→ Exercise goal
Exactly as given, repeat all of the entries.

→ Listed entries
[Start of section]

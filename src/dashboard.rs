//! Dashboard summary composition
//!
//! Combines a stored health profile with one day's nutrition logs and
//! recent weight history into a single view. This module only folds data
//! that other modules computed; it runs no metabolic formulas itself.

use chrono::NaiveDate;
use serde::{Deserialize, Serialize};

use crate::models::{HealthProfile, MacroTotals, NutritionLog, WeightEntry};

/// How many weight entries the summary shows
const WEIGHT_HISTORY_LEN: usize = 7;

/// One point of the dashboard weight chart
#[derive(Debug, Clone, Serialize, Deserialize)]
pub struct WeightPoint {
    pub weight_kg: f64,
    pub date: NaiveDate,
}

/// The daily summary view
#[derive(Debug, Clone, Serialize, Deserialize)]
pub struct DashboardSummary {
    /// Adaptive TDEE when available, formula TDEE otherwise
    pub tdee: f64,
    pub nutrition: MacroTotals,
    pub weight_history: Vec<WeightPoint>,
}

/// Build the summary for one day
///
/// `logs` are filtered to entries falling on `day` (UTC); `weight_history`
/// keeps the most recent seven entries, oldest first.
pub fn daily_summary(
    profile: &HealthProfile,
    logs: &[NutritionLog],
    weight_history: &[WeightEntry],
    day: NaiveDate,
) -> DashboardSummary {
    let tdee = profile.adaptive_tdee.unwrap_or(profile.current_tdee);

    let nutrition = logs
        .iter()
        .filter(|log| log.timestamp.date_naive() == day)
        .fold(MacroTotals::zero(), |acc, log| {
            acc.add(&MacroTotals {
                calories: log.calories,
                protein: log.protein,
                carbs: log.carbs,
                fats: log.fats,
            })
        });

    let mut recent: Vec<&WeightEntry> = weight_history.iter().collect();
    recent.sort_by_key(|entry| entry.timestamp);
    let skip = recent.len().saturating_sub(WEIGHT_HISTORY_LEN);
    let weight_history = recent[skip..]
        .iter()
        .map(|entry| WeightPoint {
            weight_kg: entry.weight_kg,
            date: entry.timestamp.date_naive(),
        })
        .collect();

    DashboardSummary {
        tdee,
        nutrition,
        weight_history,
    }
}

#[cfg(test)]
mod tests {
    use super::*;
    use chrono::{Duration, TimeZone, Utc};

    fn profile(current_tdee: f64, adaptive_tdee: Option<f64>) -> HealthProfile {
        HealthProfile {
            current_bmr: 1600.0,
            current_tdee,
            adaptive_tdee,
            body_fat_percentage: None,
            neck_cm: None,
            waist_cm: None,
            hip_cm: None,
            chest_cm: None,
        }
    }

    fn log(calories: f64, day_offset: i64) -> NutritionLog {
        NutritionLog {
            calories,
            protein: calories / 20.0,
            carbs: calories / 10.0,
            fats: calories / 30.0,
            timestamp: Utc.with_ymd_and_hms(2026, 5, 10, 12, 0, 0).unwrap()
                + Duration::days(day_offset),
        }
    }

    #[test]
    fn test_adaptive_tdee_preferred() {
        let summary = daily_summary(
            &profile(2400.0, Some(2650.0)),
            &[],
            &[],
            NaiveDate::from_ymd_opt(2026, 5, 10).unwrap(),
        );
        assert!((summary.tdee - 2650.0).abs() < 0.001);
    }

    #[test]
    fn test_formula_tdee_fallback() {
        let summary = daily_summary(
            &profile(2400.0, None),
            &[],
            &[],
            NaiveDate::from_ymd_opt(2026, 5, 10).unwrap(),
        );
        assert!((summary.tdee - 2400.0).abs() < 0.001);
    }

    #[test]
    fn test_nutrition_sums_same_day_logs_only() {
        let logs = vec![log(600.0, 0), log(450.0, 0), log(900.0, -1), log(300.0, 1)];
        let summary = daily_summary(
            &profile(2400.0, None),
            &logs,
            &[],
            NaiveDate::from_ymd_opt(2026, 5, 10).unwrap(),
        );
        assert!((summary.nutrition.calories - 1050.0).abs() < 0.001);
        assert!((summary.nutrition.protein - 52.5).abs() < 0.001);
    }

    #[test]
    fn test_weight_history_keeps_last_seven_ascending() {
        let start = Utc.with_ymd_and_hms(2026, 5, 1, 7, 0, 0).unwrap();
        // Unsorted input with ten entries
        let mut entries: Vec<WeightEntry> = (0..10)
            .map(|i| WeightEntry {
                weight_kg: 80.0 - 0.2 * i as f64,
                timestamp: start + Duration::days(i),
            })
            .collect();
        entries.swap(0, 9);

        let summary = daily_summary(
            &profile(2400.0, None),
            &[],
            &entries,
            NaiveDate::from_ymd_opt(2026, 5, 10).unwrap(),
        );

        assert_eq!(summary.weight_history.len(), 7);
        assert_eq!(
            summary.weight_history[0].date,
            NaiveDate::from_ymd_opt(2026, 5, 4).unwrap()
        );
        assert!((summary.weight_history[6].weight_kg - 78.2).abs() < 0.001);
    }
}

[End of section]

→ Response
filename src/dashboard.rs
//! Dashboard summary composition
//!
//! Combines a stored health profile with one day's nutrition logs and
//! recent weight history into a single view. This module only folds data
//! that other modules computed; it runs no metabolic formulas itself.

use chrono::NaiveDate;
use serde::{Deserialize, Serialize};

use crate::models::{HealthProfile, MacroTotals, NutritionLog, WeightEntry};

/// How many weight entries the summary shows
const WEIGHT_HISTORY_LEN: usize = 7;

/// One point of the dashboard weight chart
#[derive(Debug, Clone, Serialize, Deserialize)]
pub struct WeightPoint {
    pub weight_kg: f64,
    pub date: NaiveDate,
}

/// The daily summary view
#[derive(Debug, Clone, Serialize, Deserialize)]
pub struct DashboardSummary {
    /// Adaptive TDEE when available, formula TDEE otherwise
    pub tdee: f64,
    pub nutrition: MacroTotals,
    pub weight_history: Vec<WeightPoint>,
}

/// Build the summary for one day
///
/// `logs` are filtered to entries falling on `day` (UTC); `weight_history`
/// keeps the most recent seven entries, oldest first.
pub fn daily_summary(
    profile: &HealthProfile,
    logs: &[NutritionLog],
    weight_history: &[WeightEntry],
    day: NaiveDate,
) -> DashboardSummary {
    let tdee = profile.adaptive_tdee.unwrap_or(profile.current_tdee);

    let nutrition = logs
        .iter()
        .filter(|log| log.timestamp.date_naive() == day)
        .fold(MacroTotals::zero(), |acc, log| {
            acc.add(&MacroTotals {
                calories: log.calories,
                protein: log.protein,
                carbs: log.carbs,
                fats: log.fats,
            })
        });

    let mut recent: Vec<&WeightEntry> = weight_history.iter().collect();
    recent.sort_by_key(|entry| entry.timestamp);
    let skip = recent.len().saturating_sub(WEIGHT_HISTORY_LEN);
    let weight_history = recent[skip..]
        .iter()
        .map(|entry| WeightPoint {
            weight_kg: entry.weight_kg,
            date: entry.timestamp.date_naive(),
        })
        .collect();

    DashboardSummary {
        tdee,
        nutrition,
        weight_history,
    }
}

#[cfg(test)]
mod tests {
    use super::*;
    use chrono::{Duration, TimeZone, Utc};

    fn profile(current_tdee: f64, adaptive_tdee: Option<f64>) -> HealthProfile {
        HealthProfile {
            current_bmr: 1600.0,
            current_tdee,
            adaptive_tdee,
            body_fat_percentage: None,
            neck_cm: None,
            waist_cm: None,
            hip_cm: None,
            chest_cm: None,
        }
    }

    fn log(calories: f64, day_offset: i64) -> NutritionLog {
        NutritionLog {
            calories,
            protein: calories / 20.0,
            carbs: calories / 10.0,
            fats: calories / 30.0,
            timestamp: Utc.with_ymd_and_hms(2026, 5, 10, 12, 0, 0).unwrap()
                + Duration::days(day_offset),
        }
    }

    #[test]
    fn test_adaptive_tdee_preferred() {
        let summary = daily_summary(
            &profile(2400.0, Some(2650.0)),
            &[],
            &[],
            NaiveDate::from_ymd_opt(2026, 5, 10).unwrap(),
        );
        assert!((summary.tdee - 2650.0).abs() < 0.001);
    }

    #[test]
    fn test_formula_tdee_fallback() {
        let summary = daily_summary(
            &profile(2400.0, None),
            &[],
            &[],
            NaiveDate::from_ymd_opt(2026, 5, 10).unwrap(),
        );
        assert!((summary.tdee - 2400.0).abs() < 0.001);
    }

    #[test]
    fn test_nutrition_sums_same_day_logs_only() {
        let logs = vec![log(600.0, 0), log(450.0, 0), log(900.0, -1), log(300.0, 1)];
        let summary = daily_summary(
            &profile(2400.0, None),
            &logs,
            &[],
            NaiveDate::from_ymd_opt(2026, 5, 10).unwrap(),
        );
        assert!((summary.nutrition.calories - 1050.0).abs() < 0.001);
        assert!((summary.nutrition.protein - 52.5).abs() < 0.001);
    }

    #[test]
    fn test_weight_history_keeps_last_seven_ascending() {
        let start = Utc.with_ymd_and_hms(2026, 5, 1, 7, 0, 0).unwrap();
        // Unsorted input with ten entries
        let mut entries: Vec<WeightEntry> = (0..10)
            .map(|i| WeightEntry {
                weight_kg: 80.0 - 0.2 * i as f64,
                timestamp: start + Duration::days(i),
            })
            .collect();
        entries.swap(0, 9);

        let summary = daily_summary(
            &profile(2400.0, None),
            &[],
            &entries,
            NaiveDate::from_ymd_opt(2026, 5, 10).unwrap(),
        );

        assert_eq!(summary.weight_history.len(), 7);
        assert_eq!(
            summary.weight_history[0].date,
            NaiveDate::from_ymd_opt(2026, 5, 4).unwrap()
        );
        assert!((summary.weight_history[6].weight_kg - 78.2).abs() < 0.001);
    }
}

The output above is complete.